#### TASK TO CARRY OUT
Scan the records for lines with the word "include", and copy every such line.

#### MATERIAL SHOWN
● ● ●

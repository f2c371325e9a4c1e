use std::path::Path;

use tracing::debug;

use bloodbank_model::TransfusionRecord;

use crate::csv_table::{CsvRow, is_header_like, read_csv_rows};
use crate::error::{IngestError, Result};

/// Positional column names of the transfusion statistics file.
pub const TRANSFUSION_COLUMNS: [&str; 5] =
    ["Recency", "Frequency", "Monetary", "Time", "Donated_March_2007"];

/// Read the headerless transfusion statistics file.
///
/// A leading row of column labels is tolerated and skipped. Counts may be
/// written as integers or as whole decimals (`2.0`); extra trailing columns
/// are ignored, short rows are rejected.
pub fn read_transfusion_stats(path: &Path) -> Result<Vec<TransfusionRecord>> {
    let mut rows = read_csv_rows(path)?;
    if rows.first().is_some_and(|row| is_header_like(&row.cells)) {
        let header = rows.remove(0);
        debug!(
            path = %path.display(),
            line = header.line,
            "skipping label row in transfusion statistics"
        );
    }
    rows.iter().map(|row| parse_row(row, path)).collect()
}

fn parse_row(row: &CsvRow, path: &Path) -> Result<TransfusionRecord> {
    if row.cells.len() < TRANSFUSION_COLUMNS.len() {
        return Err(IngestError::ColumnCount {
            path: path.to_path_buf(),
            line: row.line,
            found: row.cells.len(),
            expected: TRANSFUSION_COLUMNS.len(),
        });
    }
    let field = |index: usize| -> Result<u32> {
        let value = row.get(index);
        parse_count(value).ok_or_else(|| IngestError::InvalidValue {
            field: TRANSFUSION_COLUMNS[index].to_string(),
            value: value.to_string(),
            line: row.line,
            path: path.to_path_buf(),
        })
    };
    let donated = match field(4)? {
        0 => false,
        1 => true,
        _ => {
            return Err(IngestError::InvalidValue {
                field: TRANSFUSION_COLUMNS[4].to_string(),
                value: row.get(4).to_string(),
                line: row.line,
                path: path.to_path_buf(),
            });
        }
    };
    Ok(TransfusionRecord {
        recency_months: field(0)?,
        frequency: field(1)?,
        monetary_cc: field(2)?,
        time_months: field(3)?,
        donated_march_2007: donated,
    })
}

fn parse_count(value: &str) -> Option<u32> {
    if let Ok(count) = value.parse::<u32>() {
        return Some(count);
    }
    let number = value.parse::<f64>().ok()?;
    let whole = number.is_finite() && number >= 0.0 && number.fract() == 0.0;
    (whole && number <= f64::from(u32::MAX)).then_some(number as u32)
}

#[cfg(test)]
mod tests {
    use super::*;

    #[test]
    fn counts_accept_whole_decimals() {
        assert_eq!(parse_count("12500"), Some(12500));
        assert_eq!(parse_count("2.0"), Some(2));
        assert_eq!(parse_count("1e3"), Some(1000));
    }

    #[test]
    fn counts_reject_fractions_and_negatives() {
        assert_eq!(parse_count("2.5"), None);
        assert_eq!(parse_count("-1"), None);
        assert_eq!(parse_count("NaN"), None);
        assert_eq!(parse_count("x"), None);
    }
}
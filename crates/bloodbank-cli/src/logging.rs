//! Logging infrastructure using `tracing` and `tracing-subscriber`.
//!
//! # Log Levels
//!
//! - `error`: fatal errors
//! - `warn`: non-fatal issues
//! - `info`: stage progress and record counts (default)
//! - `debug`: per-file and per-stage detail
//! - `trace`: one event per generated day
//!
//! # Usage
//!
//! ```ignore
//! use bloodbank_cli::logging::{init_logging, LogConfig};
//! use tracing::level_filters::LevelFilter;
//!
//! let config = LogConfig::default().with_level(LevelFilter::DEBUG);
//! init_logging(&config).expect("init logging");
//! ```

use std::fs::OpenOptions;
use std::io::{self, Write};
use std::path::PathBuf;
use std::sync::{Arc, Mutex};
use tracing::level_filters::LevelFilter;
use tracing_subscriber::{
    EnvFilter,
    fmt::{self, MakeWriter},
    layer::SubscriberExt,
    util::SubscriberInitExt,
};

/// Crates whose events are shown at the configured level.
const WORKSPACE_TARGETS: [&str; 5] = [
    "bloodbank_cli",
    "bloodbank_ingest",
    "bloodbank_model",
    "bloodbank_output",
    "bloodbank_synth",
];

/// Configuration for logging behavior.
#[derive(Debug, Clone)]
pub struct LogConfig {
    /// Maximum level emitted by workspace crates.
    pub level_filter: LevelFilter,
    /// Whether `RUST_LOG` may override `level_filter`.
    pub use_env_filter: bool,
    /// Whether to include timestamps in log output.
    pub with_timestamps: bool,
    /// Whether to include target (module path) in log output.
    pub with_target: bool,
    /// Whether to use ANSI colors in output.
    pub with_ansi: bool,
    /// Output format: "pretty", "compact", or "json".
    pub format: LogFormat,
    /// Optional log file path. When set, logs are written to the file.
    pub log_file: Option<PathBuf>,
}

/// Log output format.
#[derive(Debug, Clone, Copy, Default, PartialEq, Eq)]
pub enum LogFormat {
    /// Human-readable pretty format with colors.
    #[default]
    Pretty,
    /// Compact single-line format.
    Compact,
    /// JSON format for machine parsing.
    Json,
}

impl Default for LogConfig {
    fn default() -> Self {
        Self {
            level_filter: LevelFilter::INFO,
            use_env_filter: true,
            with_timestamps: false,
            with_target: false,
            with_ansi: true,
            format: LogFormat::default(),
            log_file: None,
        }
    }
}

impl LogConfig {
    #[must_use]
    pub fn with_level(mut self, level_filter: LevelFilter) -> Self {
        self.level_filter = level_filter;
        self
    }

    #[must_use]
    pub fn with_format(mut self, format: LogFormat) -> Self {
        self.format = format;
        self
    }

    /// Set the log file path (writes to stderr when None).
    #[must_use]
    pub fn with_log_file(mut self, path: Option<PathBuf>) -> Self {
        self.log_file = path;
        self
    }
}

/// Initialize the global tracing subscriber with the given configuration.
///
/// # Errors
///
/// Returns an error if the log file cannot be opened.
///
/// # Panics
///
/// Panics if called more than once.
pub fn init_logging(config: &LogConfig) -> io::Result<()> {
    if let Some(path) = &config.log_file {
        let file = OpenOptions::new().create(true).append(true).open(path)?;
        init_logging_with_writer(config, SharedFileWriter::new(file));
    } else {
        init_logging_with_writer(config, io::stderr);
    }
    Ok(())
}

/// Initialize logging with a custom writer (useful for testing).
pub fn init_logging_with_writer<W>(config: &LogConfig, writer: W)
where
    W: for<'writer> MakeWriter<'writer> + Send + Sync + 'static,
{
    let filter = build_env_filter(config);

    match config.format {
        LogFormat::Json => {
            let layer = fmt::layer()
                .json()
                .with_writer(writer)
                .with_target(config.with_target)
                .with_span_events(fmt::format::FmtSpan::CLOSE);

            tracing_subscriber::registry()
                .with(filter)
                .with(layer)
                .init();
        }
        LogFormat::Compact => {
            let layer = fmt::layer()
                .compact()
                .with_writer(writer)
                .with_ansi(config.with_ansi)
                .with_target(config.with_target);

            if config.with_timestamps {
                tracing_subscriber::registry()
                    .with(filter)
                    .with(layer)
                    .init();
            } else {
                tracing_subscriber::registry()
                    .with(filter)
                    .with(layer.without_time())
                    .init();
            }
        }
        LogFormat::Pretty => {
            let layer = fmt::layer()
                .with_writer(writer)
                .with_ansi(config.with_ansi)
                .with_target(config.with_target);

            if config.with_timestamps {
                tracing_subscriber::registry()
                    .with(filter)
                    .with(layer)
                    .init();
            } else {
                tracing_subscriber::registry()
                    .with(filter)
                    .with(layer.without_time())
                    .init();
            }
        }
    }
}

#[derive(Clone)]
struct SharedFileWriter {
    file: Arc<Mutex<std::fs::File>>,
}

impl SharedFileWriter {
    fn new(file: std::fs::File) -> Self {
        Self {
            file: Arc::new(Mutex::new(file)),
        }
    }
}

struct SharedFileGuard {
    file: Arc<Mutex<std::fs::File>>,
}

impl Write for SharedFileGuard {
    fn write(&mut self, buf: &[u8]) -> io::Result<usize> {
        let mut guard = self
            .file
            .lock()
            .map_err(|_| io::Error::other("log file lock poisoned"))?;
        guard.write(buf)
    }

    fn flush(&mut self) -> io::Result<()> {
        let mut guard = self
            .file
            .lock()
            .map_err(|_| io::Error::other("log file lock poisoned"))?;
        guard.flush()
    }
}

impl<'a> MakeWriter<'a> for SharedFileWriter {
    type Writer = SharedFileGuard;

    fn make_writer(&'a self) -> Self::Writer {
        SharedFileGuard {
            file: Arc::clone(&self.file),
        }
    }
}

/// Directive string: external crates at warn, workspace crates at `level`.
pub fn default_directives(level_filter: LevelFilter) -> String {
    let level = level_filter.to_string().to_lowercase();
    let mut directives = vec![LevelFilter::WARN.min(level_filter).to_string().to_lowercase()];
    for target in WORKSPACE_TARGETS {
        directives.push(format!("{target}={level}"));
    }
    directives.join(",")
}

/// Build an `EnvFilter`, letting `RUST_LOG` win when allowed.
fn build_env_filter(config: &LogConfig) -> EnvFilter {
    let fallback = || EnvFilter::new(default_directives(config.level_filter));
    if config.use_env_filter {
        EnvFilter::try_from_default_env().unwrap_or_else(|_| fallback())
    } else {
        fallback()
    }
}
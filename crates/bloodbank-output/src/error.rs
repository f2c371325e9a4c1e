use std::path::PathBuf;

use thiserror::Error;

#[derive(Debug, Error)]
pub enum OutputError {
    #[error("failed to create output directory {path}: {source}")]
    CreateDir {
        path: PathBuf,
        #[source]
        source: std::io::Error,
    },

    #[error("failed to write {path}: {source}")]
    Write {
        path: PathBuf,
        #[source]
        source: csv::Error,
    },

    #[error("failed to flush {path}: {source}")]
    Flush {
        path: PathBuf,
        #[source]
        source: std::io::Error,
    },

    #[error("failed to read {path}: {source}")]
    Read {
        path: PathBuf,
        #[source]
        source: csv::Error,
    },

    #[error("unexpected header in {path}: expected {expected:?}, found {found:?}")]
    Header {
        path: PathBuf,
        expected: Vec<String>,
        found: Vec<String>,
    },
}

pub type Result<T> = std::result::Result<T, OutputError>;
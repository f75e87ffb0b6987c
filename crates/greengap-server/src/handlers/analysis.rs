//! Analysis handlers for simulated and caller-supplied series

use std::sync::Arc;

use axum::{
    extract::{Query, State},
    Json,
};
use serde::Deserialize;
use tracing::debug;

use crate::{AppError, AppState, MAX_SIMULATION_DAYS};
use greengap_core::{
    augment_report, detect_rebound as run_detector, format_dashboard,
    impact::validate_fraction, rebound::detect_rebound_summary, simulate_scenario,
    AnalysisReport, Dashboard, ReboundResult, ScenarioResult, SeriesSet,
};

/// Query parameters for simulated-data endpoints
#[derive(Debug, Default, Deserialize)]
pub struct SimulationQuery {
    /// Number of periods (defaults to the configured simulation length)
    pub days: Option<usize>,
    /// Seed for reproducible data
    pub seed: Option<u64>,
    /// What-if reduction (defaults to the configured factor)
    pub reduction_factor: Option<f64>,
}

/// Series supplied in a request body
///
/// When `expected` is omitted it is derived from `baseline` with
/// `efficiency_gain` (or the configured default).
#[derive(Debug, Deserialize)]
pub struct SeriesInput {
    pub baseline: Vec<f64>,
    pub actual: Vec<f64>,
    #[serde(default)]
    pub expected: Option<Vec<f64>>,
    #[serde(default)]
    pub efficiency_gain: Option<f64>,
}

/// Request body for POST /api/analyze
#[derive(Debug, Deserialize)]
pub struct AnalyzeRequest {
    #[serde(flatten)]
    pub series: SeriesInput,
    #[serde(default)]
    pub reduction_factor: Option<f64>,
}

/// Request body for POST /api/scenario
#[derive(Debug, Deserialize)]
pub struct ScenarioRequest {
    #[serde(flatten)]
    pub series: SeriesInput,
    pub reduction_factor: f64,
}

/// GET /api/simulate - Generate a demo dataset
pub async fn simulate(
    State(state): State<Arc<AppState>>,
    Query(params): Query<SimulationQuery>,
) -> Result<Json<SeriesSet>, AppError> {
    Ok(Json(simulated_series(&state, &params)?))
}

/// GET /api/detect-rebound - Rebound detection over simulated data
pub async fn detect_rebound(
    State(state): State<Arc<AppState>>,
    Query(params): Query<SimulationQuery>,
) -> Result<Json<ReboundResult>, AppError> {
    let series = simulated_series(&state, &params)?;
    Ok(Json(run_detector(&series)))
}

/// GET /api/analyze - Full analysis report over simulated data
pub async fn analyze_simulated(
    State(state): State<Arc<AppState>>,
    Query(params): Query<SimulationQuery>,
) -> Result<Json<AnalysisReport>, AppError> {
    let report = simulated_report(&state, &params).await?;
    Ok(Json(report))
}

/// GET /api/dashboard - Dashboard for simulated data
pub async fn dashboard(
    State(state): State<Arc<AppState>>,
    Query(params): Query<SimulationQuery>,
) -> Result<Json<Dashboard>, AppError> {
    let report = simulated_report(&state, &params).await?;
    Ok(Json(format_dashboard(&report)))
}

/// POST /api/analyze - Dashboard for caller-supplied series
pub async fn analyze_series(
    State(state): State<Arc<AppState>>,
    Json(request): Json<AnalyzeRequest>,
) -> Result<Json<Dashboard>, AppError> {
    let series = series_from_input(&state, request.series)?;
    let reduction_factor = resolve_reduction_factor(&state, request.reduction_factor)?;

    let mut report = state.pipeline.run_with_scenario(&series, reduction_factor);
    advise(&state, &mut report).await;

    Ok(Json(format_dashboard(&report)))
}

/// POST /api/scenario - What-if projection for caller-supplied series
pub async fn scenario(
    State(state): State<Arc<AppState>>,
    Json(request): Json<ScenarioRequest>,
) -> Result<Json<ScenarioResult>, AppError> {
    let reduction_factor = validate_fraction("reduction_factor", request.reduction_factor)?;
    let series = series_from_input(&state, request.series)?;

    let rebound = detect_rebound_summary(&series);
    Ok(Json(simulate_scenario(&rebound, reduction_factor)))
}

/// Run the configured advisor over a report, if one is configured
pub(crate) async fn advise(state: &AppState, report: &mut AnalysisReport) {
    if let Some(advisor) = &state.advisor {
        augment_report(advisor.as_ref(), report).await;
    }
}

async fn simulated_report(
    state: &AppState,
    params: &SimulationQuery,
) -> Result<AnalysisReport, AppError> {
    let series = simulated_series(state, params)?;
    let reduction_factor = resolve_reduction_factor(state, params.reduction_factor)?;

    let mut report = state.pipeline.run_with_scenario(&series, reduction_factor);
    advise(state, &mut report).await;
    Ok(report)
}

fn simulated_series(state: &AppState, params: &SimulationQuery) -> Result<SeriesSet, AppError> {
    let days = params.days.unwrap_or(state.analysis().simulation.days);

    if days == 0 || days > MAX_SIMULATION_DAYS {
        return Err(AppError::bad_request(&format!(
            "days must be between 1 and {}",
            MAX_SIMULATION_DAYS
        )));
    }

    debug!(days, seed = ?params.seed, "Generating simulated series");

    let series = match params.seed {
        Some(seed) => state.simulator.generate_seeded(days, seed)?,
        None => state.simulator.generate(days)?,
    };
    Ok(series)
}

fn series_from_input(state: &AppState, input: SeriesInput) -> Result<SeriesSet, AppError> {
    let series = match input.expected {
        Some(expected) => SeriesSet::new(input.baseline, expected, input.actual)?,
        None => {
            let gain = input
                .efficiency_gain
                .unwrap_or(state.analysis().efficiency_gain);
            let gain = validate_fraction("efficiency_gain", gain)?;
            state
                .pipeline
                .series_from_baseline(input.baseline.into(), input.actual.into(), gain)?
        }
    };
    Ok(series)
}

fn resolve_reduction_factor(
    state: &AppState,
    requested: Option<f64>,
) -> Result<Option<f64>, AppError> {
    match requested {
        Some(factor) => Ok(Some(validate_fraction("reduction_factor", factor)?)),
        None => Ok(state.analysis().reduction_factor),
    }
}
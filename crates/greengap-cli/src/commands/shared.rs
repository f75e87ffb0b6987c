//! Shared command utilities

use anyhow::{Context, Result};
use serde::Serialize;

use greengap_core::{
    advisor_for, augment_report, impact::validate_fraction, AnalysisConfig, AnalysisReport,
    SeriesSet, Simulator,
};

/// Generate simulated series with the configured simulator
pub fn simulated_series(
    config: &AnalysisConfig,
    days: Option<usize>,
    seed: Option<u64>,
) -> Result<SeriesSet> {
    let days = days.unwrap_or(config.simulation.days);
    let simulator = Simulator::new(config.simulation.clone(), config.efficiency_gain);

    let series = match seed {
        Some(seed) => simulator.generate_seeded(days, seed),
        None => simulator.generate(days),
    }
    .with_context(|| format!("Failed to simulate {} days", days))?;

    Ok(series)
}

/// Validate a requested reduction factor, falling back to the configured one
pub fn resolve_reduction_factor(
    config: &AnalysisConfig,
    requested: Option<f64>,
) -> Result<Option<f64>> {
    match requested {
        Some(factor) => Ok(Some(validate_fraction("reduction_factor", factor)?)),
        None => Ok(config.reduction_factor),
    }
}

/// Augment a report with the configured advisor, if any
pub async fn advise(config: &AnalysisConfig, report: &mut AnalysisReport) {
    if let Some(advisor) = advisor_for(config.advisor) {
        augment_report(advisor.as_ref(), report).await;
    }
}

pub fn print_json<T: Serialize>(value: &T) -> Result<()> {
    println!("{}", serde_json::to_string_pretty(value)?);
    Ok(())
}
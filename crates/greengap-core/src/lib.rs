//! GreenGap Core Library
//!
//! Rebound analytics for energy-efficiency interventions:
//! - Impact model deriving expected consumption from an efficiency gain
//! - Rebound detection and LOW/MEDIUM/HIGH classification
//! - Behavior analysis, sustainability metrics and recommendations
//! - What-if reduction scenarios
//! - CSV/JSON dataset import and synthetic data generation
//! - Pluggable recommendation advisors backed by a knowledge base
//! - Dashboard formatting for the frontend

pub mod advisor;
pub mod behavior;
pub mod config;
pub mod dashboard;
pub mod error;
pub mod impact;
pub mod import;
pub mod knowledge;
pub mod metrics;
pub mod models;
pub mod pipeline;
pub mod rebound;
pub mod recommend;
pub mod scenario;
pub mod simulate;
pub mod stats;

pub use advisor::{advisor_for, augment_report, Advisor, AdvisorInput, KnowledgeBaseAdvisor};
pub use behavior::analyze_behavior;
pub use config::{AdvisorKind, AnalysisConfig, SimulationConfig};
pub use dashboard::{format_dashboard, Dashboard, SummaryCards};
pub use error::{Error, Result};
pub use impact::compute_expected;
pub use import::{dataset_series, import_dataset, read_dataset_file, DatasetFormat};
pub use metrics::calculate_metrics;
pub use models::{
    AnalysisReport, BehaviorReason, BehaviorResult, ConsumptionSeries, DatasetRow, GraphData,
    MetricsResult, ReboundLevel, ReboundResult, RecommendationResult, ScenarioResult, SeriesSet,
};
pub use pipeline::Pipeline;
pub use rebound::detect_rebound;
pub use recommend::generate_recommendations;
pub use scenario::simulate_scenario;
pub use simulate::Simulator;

● ● ●

#### OUTPUT OF THE EXERCISE
    /// Whether to include timestamps in log output.
    /// Whether to include target (module path) in log output.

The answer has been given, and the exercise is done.